The misconceptions of the insanity defense

The insanity defense is one of the most well-known and misunderstand defense options available to those facing criminal charges. In the past, it was the state’s job to prove that the defendant was mentally fit; however, the Hinckley verdict changes this and now requires the defense to prove the defendant insane in most cases. Despite what some people may think, this is easier said than done, and even in cases where the defendant is found to be mentally ill, a guilty verdict is still possible.

Two things often confused are whether a defendant is insane and whether a defendant is competent to stand trial.

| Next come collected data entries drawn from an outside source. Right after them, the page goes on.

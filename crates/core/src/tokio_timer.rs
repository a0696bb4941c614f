//! Tokio-backed timer host

use crate::timer::{TimerHost, TimerId, TimerTask};
use crate::{Error, Result};
use dashmap::DashMap;
use std::sync::atomic::{AtomicU64, Ordering};
use std::sync::Arc;
use std::time::{Duration, Instant};
use tokio::runtime::Handle;
use tokio::sync::oneshot;
use tokio::task::AbortHandle;
use tracing::trace;

/// Timer host that sleeps on a tokio runtime
///
/// Each scheduled task is a spawned sleep. `now()` reads the tokio clock,
/// so paused test time is honoured.
pub struct TokioTimer {
    /// Runtime the sleeps are spawned on
    handle: Handle,
    /// Outstanding sleeps, for cancellation
    tasks: Arc<DashMap<TimerId, AbortHandle>>,
    next_id: AtomicU64,
}

impl TokioTimer {
    /// Use the runtime of the calling context
    pub fn current() -> Result<Self> {
        let handle = Handle::try_current()
            .map_err(|e| Error::NoTimerHost(format!("not inside a tokio runtime: {}", e)))?;
        Ok(Self::with_handle(handle))
    }

    /// Use an explicit runtime handle
    pub fn with_handle(handle: Handle) -> Self {
        Self {
            handle,
            tasks: Arc::new(DashMap::new()),
            next_id: AtomicU64::new(1),
        }
    }

    /// Number of sleeps that have neither fired nor been cancelled
    pub fn outstanding(&self) -> usize {
        self.tasks.len()
    }
}

impl TimerHost for TokioTimer {
    fn now(&self) -> Instant {
        tokio::time::Instant::now().into_std()
    }

    fn schedule(&self, delay: Duration, task: TimerTask) -> TimerId {
        let id = TimerId::from_raw(self.next_id.fetch_add(1, Ordering::Relaxed));
        let deadline = tokio::time::Instant::now() + delay;
        let tasks = self.tasks.clone();
        let (registered, gate) = oneshot::channel::<()>();

        let join = self.handle.spawn(async move {
            // Wait until the abort handle is tracked, so removal follows insertion
            let _ = gate.await;
            tokio::time::sleep_until(deadline).await;
            tasks.remove(&id);
            trace!(timer = %id, "tokio timer fired");
            task();
        });

        self.tasks.insert(id, join.abort_handle());
        let _ = registered.send(());
        id
    }

    fn cancel(&self, id: TimerId) {
        if let Some((_, abort)) = self.tasks.remove(&id) {
            abort.abort();
        }
    }
}

impl Drop for TokioTimer {
    fn drop(&mut self) {
        for entry in self.tasks.iter() {
            entry.value().abort();
        }
    }
}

All defendants must be competent to stand trial, but this just means that they are able to understand the criminal proceedings and are able to help their defense by cooperating with a defense attorney.

A person’s competency to stand trial is completely separate from a decision on guilt or innocence. If the courts rule that the defendant is not competent to stand trial, the trial is likely to be postponed while the defendant undergoes medical treatment until he is able to proceed.

Even in cases where a defendant is determined to be mentally ill, this doesn’t automatically mean that he or she will be acquitted of the charges. In some cases, there will be verdict called “guilty but mentally ill,” which means that the defendant is found to be both mentally ill but also able to be held liable for the offenses. In these cases, defendants receive treatment for their mental health issues while they are in prison or may possibly be placed temporarily in a mental health facility before being moved to prison later on.